Angelo Gomez, Interim Executive Director
Equity and Inclusion Forum
October 18, 2011
- It is important to understand the motivation behind pursuing integrated efforts, and to consider the potential benefits of doing so, such as the ability to address components of identity in ways that are inclusive of all aspects of one’s identity. At the same time, it is necessary to maintain a commitment, including dedicating FTE and/or clearly identifying liaisons, to address the needs of specific communities.
- There is a need to maintain a strong online presence, such as through the continued use of various forms of social media and the maintenance of a dynamic website, so that the OSU community knows their rights, responsibilities and resources, and knows who to contact with specific questions.
- It is necessary to identify ways to accomplish the work on a transitional basis, and it is also necessary to continue to seek input from the OSU community in order to determine a finalized structure. The approach for addressing equity and inclusion, both transitionally and long-term, should draw on and coordinate with existing efforts and committed individuals across campus.

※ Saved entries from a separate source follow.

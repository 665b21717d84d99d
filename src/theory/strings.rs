use std::fmt;
use std::str::FromStr;

use serde::{Deserialize, Serialize};

use super::{ParseError, PitchClass};

/// Guitar strings ordered from the highest pitched to the lowest.
#[derive(Debug, Clone, Copy, PartialEq, Eq, Hash, PartialOrd, Ord)]
pub enum GuitarString {
    HighE,
    B,
    G,
    D,
    A,
    LowE,
    LowB,
    LowFSharp,
}

impl GuitarString {
    pub const ALL: [GuitarString; 8] = [
        GuitarString::HighE,
        GuitarString::B,
        GuitarString::G,
        GuitarString::D,
        GuitarString::A,
        GuitarString::LowE,
        GuitarString::LowB,
        GuitarString::LowFSharp,
    ];

    pub fn index(self) -> usize {
        self as usize
    }

    /// Key used for this string inside voicing payloads.
    pub fn data_key(self) -> &'static str {
        match self {
            GuitarString::HighE => "eString",
            GuitarString::B => "bString",
            GuitarString::G => "gString",
            GuitarString::D => "dString",
            GuitarString::A => "AString",
            GuitarString::LowE => "ELowString",
            GuitarString::LowB => "BLowString",
            GuitarString::LowFSharp => "FsLowString",
        }
    }

    /// Name used in string range keys such as `e - g`.
    pub fn short_name(self) -> &'static str {
        match self {
            GuitarString::HighE => "e",
            GuitarString::B => "b",
            GuitarString::G => "g",
            GuitarString::D => "d",
            GuitarString::A => "A",
            GuitarString::LowE => "E",
            GuitarString::LowB => "B",
            GuitarString::LowFSharp => "F#",
        }
    }

    pub fn from_data_key(key: &str) -> Option<Self> {
        Self::ALL.into_iter().find(|s| s.data_key() == key)
    }

    pub fn from_short_name(name: &str) -> Option<Self> {
        Self::ALL.into_iter().find(|s| s.short_name() == name)
    }
}

impl FromStr for GuitarString {
    type Err = ParseError;

    fn from_str(s: &str) -> Result<Self, Self::Err> {
        let s = s.trim();
        Self::from_data_key(s)
            .or_else(|| Self::from_short_name(s))
            .ok_or_else(|| ParseError::UnknownString(s.to_string()))
    }
}

impl fmt::Display for GuitarString {
    fn fmt(&self, f: &mut fmt::Formatter<'_>) -> fmt::Result {
        f.write_str(self.data_key())
    }
}

#[derive(Debug, Clone, Copy, PartialEq, Eq, Default, Serialize, Deserialize)]
#[serde(try_from = "usize", into = "usize")]
pub enum StringSet {
    #[default]
    Six,
    Eight,
}

impl StringSet {
    pub fn from_count(count: usize) -> Option<Self> {
        match count {
            6 => Some(StringSet::Six),
            8 => Some(StringSet::Eight),
            _ => None,
        }
    }

    pub fn count(self) -> usize {
        match self {
            StringSet::Six => 6,
            StringSet::Eight => 8,
        }
    }

    pub fn strings(self) -> &'static [GuitarString] {
        &GuitarString::ALL[..self.count()]
    }

    pub fn contains(self, string: GuitarString) -> bool {
        string.index() < self.count()
    }
}

impl TryFrom<usize> for StringSet {
    type Error = String;

    fn try_from(count: usize) -> Result<Self, Self::Error> {
        Self::from_count(count).ok_or_else(|| format!("unsupported string count {count}"))
    }
}

impl From<StringSet> for usize {
    fn from(set: StringSet) -> usize {
        set.count()
    }
}

/// A contiguous run of strings between two boundary strings.
#[derive(Debug, Clone, Copy, PartialEq, Eq, Hash, PartialOrd, Ord)]
pub struct StringRange {
    high: GuitarString,
    low: GuitarString,
}

impl StringRange {
    pub fn new(a: GuitarString, b: GuitarString) -> Self {
        if a <= b {
            Self { high: a, low: b }
        } else {
            Self { high: b, low: a }
        }
    }

    /// Highest pitched string in play.
    pub fn highest(&self) -> GuitarString {
        self.high
    }

    /// Lowest pitched string in play.
    pub fn lowest(&self) -> GuitarString {
        self.low
    }

    pub fn contains(&self, string: GuitarString) -> bool {
        self.high <= string && string <= self.low
    }

    pub fn strings(&self) -> impl Iterator<Item = GuitarString> + '_ {
        GuitarString::ALL
            .into_iter()
            .filter(move |s| self.contains(*s))
    }
}

impl FromStr for StringRange {
    type Err = ParseError;

    fn from_str(s: &str) -> Result<Self, Self::Err> {
        let invalid = || ParseError::InvalidRange(s.to_string());
        let (first, second) = s.split_once('-').ok_or_else(invalid)?;
        let first: GuitarString = first.parse().map_err(|_| invalid())?;
        let second: GuitarString = second.parse().map_err(|_| invalid())?;
        Ok(Self::new(first, second))
    }
}

impl fmt::Display for StringRange {
    fn fmt(&self, f: &mut fmt::Formatter<'_>) -> fmt::Result {
        write!(f, "{} - {}", self.high.short_name(), self.low.short_name())
    }
}

/// Open-string pitches of the configured instrument.
#[derive(Debug, Clone, PartialEq)]
pub struct Tuning {
    open: Vec<(GuitarString, PitchClass)>,
}

impl Tuning {
    pub fn standard(set: StringSet) -> Self {
        let open = set
            .strings()
            .iter()
            .map(|string| (*string, PitchClass::from_semitone(standard_open_semitone(*string))))
            .collect();
        Self { open }
    }

    /// Builds a tuning from open pitches listed highest string first.
    pub fn from_pitches(set: StringSet, pitches: &[PitchClass]) -> Option<Self> {
        if pitches.len() != set.count() {
            return None;
        }
        let open = set
            .strings()
            .iter()
            .copied()
            .zip(pitches.iter().cloned())
            .collect();
        Some(Self { open })
    }

    pub fn strings(&self) -> impl Iterator<Item = GuitarString> + '_ {
        self.open.iter().map(|(string, _)| *string)
    }

    pub fn open_pitch(&self, string: GuitarString) -> Option<&PitchClass> {
        self.open
            .iter()
            .find(|(s, _)| *s == string)
            .map(|(_, pitch)| pitch)
    }

    pub fn pitch_at(&self, string: GuitarString, fret: u8) -> Option<PitchClass> {
        self.open_pitch(string)
            .map(|open| open.transpose(i32::from(fret)))
    }
}

// Octave numbering follows the voicing payloads: the high e string is "e2".
fn standard_open_semitone(string: GuitarString) -> i32 {
    match string {
        GuitarString::HighE => 28,
        GuitarString::B => 23,
        GuitarString::G => 19,
        GuitarString::D => 14,
        GuitarString::A => 9,
        GuitarString::LowE => 4,
        GuitarString::LowB => -1,
        GuitarString::LowFSharp => -6,
    }
}

#[cfg(test)]
mod tests {
    use super::*;

    #[test]
    fn range_keys_ignore_whitespace_and_order() {
        let a: StringRange = "e - g".parse().unwrap();
        let b: StringRange = "e-g".parse().unwrap();
        let c: StringRange = "g-e".parse().unwrap();
        assert_eq!(a, b);
        assert_eq!(a, c);
        assert_eq!(a.highest(), GuitarString::HighE);
        assert_eq!(a.lowest(), GuitarString::G);
        assert_eq!(a.to_string(), "e - g");
    }

    #[test]
    fn range_covers_inner_strings() {
        let range: StringRange = "b - A".parse().unwrap();
        let strings: Vec<_> = range.strings().collect();
        assert_eq!(
            strings,
            vec![GuitarString::B, GuitarString::G, GuitarString::D, GuitarString::A]
        );
        assert!(!range.contains(GuitarString::HighE));
    }

    #[test]
    fn short_names_are_case_sensitive() {
        assert_eq!("e".parse::<GuitarString>().unwrap(), GuitarString::HighE);
        assert_eq!("E".parse::<GuitarString>().unwrap(), GuitarString::LowE);
        assert_eq!("B".parse::<GuitarString>().unwrap(), GuitarString::LowB);
        assert!("x - g".parse::<StringRange>().is_err());
        assert!("eg".parse::<StringRange>().is_err());
    }

    #[test]
    fn standard_tuning_matches_payload_octaves() {
        let tuning = Tuning::standard(StringSet::Six);
        assert_eq!(tuning.strings().count(), 6);
        assert_eq!(tuning.pitch_at(GuitarString::HighE, 3).unwrap().as_str(), "g2");
        assert_eq!(tuning.pitch_at(GuitarString::B, 5).unwrap().as_str(), "e2");
        assert_eq!(tuning.pitch_at(GuitarString::G, 5).unwrap().as_str(), "c2");
        assert!(tuning.pitch_at(GuitarString::LowB, 0).is_none());
    }

    #[test]
    fn eight_string_set_extends_the_six() {
        assert!(StringSet::Eight.contains(GuitarString::LowFSharp));
        assert!(!StringSet::Six.contains(GuitarString::LowB));
        assert_eq!(StringSet::from_count(7), None);
    }
}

- The process for conducting a self-study of equity and inclusion must be inclusive, provide many opportunities for engagement, encourage creative solutions, identify ways to address barriers, seek the value of diversity, and truly value the principles of inclusion. It is important to recognize, integrate, and empower individuals to engage with multiple paths to creating change, including grassroots initiatives, as well as those facilitated by university administration.